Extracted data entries
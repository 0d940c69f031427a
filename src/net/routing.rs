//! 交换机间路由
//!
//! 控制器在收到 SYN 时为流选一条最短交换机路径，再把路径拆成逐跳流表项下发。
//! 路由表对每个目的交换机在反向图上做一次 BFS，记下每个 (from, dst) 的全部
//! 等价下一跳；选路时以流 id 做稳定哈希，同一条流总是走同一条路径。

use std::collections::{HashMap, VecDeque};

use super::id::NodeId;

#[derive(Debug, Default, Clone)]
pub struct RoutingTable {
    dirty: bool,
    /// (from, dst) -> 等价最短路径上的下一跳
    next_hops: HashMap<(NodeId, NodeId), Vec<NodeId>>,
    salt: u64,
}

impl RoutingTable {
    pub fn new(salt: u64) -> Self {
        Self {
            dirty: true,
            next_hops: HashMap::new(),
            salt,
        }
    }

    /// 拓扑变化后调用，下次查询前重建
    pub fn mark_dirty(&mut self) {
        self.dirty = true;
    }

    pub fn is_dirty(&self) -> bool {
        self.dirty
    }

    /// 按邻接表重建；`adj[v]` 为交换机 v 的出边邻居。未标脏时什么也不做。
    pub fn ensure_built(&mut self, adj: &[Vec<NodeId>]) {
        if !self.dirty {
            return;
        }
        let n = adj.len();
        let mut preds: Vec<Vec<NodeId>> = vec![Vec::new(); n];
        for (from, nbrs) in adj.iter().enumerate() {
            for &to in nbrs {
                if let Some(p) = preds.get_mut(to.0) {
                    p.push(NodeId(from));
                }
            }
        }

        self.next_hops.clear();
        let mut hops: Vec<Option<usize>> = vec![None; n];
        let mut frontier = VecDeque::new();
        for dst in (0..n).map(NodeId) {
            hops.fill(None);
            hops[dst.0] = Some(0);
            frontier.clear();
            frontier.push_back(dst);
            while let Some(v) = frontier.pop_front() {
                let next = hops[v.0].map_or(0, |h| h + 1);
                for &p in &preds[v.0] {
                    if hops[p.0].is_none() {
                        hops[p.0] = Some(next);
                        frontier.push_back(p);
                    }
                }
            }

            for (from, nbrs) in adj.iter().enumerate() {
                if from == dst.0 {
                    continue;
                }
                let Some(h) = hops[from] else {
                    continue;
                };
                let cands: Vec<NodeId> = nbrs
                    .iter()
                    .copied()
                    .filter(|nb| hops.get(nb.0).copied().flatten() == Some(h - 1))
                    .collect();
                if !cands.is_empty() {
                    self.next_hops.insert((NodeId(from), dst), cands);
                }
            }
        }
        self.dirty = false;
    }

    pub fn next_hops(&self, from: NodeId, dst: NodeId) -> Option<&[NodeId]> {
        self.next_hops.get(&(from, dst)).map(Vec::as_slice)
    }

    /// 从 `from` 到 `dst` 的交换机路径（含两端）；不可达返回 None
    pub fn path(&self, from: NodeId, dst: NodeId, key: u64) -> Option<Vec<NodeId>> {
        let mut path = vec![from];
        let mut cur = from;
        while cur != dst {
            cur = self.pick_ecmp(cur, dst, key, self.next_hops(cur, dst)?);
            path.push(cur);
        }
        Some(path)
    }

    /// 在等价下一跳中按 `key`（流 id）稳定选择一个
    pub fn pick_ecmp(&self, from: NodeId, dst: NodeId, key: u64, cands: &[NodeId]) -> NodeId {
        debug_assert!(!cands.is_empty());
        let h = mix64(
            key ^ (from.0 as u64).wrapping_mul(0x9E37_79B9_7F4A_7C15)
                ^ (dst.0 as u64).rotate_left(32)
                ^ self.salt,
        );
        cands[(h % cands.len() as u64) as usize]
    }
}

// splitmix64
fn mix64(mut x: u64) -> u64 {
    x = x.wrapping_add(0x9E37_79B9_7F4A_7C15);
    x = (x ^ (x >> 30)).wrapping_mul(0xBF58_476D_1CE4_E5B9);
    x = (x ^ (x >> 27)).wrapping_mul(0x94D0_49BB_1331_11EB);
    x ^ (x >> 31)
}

**Problem to work on**
If a line in the entries above holds "Some", include it in the count; report nothing but the resulting number.

**Answer section**
7